WHAT YOU NEED TO DO
Give the count of lines in the records that contain the string "debug", and write nothing but that number.

(Stored data entries)

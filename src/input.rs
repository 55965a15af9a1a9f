// Copyright (C) 2026  Caprica Software Limited
//
// This program is free software: you can redistribute it and/or modify
// it under the terms of the GNU General Public License as published by
// the Free Software Foundation, either version 3 of the License, or
// (at your option) any later version.
//
// This program is distributed in the hope that it will be useful,
// but WITHOUT ANY WARRANTY; without even the implied warranty of
// MERCHANTABILITY or FITNESS FOR A PARTICULAR PURPOSE.  See the
// GNU General Public License for more details.
//
// You should have received a copy of the GNU General Public License
// along with this program.  If not, see <https://www.gnu.org/licenses/>.

//! Artist list input.

use std::{collections::HashSet, fs, path::Path};

use anyhow::{Context, Result};
use tracing::debug;

/// Reads artist names, one per line.
///
/// Lines are trimmed, blank lines are ignored and repeated names (ignoring
/// case) are kept only once, in first-seen order.
///
/// # Errors
///
/// Returns an error if the file cannot be read.
pub(crate) fn read_artist_list(path: &Path) -> Result<Vec<String>> {
    let content = fs::read_to_string(path)
        .with_context(|| format!("Failed to read artist list {:?}", path))?;

    Ok(parse_artist_list(&content))
}

fn parse_artist_list(content: &str) -> Vec<String> {
    let mut seen = HashSet::new();

    content
        .lines()
        .map(str::trim)
        .filter(|line| !line.is_empty())
        .filter(|line| {
            let fresh = seen.insert(line.to_lowercase());
            if !fresh {
                debug!("Ignoring repeated artist '{}'", line);
            }
            fresh
        })
        .map(str::to_string)
        .collect()
}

THE ANSWER
2